(Collected data entries)
--------------------
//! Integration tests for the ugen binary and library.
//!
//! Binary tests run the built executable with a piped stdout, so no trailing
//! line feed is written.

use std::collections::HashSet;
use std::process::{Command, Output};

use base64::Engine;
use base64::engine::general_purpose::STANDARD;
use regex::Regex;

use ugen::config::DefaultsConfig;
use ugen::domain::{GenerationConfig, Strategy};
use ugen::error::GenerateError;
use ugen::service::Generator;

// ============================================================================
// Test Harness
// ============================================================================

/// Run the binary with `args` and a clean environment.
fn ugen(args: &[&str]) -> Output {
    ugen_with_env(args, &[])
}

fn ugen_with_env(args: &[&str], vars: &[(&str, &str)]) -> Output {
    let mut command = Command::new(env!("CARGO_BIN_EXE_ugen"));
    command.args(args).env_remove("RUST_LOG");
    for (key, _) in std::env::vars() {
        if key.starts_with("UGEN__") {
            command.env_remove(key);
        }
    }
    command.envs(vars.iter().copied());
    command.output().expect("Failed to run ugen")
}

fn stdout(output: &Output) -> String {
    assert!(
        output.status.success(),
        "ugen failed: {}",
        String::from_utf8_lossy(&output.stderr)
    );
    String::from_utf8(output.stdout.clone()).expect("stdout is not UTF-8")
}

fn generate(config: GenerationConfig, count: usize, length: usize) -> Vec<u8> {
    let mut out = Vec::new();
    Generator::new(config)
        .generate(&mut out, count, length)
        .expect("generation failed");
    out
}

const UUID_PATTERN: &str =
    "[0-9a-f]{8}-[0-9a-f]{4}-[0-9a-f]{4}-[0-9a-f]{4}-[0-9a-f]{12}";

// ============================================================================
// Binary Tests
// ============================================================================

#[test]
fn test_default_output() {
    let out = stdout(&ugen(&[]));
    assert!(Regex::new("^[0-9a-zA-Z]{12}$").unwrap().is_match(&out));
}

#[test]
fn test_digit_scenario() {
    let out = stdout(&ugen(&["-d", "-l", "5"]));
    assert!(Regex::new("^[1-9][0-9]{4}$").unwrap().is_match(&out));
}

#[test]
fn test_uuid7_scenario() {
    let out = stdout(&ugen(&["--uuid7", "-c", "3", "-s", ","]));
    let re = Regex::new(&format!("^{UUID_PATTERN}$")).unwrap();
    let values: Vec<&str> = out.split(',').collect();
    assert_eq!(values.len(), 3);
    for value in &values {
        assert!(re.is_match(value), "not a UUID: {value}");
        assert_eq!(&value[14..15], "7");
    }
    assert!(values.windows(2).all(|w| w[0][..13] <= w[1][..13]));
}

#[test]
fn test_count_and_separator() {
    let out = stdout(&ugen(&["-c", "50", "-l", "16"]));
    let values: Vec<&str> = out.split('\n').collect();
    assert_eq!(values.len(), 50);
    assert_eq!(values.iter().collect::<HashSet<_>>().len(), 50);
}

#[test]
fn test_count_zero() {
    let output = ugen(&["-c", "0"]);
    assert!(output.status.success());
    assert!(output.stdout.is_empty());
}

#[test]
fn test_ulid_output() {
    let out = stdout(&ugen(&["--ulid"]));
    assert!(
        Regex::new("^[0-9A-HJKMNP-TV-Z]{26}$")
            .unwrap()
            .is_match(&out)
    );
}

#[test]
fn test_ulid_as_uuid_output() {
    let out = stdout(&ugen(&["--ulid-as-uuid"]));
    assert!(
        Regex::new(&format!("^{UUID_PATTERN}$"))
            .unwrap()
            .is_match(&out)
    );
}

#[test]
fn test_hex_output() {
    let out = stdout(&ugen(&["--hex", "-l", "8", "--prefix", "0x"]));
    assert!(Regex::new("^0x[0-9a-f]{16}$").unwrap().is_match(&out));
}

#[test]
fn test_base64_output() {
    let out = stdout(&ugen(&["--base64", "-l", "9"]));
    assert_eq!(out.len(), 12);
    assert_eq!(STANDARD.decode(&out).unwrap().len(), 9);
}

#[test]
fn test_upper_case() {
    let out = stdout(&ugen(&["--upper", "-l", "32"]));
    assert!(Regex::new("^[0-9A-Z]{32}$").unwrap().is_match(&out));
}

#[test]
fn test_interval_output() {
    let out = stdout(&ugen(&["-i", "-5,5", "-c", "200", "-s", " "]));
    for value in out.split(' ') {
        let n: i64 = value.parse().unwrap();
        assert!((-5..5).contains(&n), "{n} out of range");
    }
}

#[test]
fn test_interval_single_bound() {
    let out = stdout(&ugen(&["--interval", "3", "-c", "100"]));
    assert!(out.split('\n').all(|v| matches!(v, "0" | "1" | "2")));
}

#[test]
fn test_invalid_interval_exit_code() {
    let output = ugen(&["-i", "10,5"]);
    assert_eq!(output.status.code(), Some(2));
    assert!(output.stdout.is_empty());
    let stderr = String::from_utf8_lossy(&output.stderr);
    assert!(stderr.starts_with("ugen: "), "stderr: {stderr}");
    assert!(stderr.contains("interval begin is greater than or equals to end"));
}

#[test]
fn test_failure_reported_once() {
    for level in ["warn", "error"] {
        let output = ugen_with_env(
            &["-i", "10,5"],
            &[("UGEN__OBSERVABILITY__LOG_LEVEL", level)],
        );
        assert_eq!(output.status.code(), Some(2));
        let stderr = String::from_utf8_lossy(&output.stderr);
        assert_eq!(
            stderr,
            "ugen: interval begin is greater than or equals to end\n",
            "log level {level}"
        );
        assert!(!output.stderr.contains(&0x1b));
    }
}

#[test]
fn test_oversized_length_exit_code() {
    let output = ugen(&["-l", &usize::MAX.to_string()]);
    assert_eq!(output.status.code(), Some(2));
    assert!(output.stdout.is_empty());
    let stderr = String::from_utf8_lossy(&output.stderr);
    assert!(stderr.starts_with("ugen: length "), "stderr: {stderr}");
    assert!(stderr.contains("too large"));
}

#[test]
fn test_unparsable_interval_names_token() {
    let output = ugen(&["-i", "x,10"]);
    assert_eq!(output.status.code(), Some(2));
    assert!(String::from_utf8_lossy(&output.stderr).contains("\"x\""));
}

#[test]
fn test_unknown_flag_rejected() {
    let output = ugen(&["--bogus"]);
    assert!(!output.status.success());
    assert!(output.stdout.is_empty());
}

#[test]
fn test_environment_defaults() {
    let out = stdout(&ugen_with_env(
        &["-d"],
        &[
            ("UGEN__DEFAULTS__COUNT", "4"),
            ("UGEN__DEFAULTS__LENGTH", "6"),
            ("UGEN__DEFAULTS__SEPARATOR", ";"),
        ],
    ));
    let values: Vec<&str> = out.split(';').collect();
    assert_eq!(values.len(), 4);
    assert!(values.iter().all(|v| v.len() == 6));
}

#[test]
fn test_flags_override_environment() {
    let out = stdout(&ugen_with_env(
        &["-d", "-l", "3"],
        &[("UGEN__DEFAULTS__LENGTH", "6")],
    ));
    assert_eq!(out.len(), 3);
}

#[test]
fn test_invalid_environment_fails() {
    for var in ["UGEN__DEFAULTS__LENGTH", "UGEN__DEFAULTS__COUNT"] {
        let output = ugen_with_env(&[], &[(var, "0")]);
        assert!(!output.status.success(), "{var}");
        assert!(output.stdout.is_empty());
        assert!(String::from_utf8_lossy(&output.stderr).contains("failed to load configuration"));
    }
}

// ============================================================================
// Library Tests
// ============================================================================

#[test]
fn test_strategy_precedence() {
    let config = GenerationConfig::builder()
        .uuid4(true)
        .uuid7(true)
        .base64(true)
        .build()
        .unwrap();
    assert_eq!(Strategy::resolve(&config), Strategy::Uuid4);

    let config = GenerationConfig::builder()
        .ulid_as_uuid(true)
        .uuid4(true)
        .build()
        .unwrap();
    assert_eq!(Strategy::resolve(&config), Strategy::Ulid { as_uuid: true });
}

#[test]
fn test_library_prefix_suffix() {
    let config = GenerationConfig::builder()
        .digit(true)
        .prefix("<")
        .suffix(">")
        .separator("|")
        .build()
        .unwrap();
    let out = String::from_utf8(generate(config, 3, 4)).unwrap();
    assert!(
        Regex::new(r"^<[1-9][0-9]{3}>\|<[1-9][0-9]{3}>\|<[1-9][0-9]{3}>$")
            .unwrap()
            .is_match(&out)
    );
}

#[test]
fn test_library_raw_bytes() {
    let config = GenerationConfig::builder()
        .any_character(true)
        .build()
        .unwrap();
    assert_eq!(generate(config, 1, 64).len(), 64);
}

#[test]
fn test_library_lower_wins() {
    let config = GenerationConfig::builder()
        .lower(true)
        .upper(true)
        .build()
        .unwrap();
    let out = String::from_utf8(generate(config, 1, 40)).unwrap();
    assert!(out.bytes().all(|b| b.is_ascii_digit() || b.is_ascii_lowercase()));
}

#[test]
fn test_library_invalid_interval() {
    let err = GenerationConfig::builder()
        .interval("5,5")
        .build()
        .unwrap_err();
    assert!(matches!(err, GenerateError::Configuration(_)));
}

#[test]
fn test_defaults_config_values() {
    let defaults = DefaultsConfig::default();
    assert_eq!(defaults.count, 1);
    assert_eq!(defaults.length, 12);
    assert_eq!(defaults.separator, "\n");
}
--------------------
→ **Task statement**:
Only the number is wanted. Count the lines above that include the word "STANDARD".

→ **Solved problem**:
2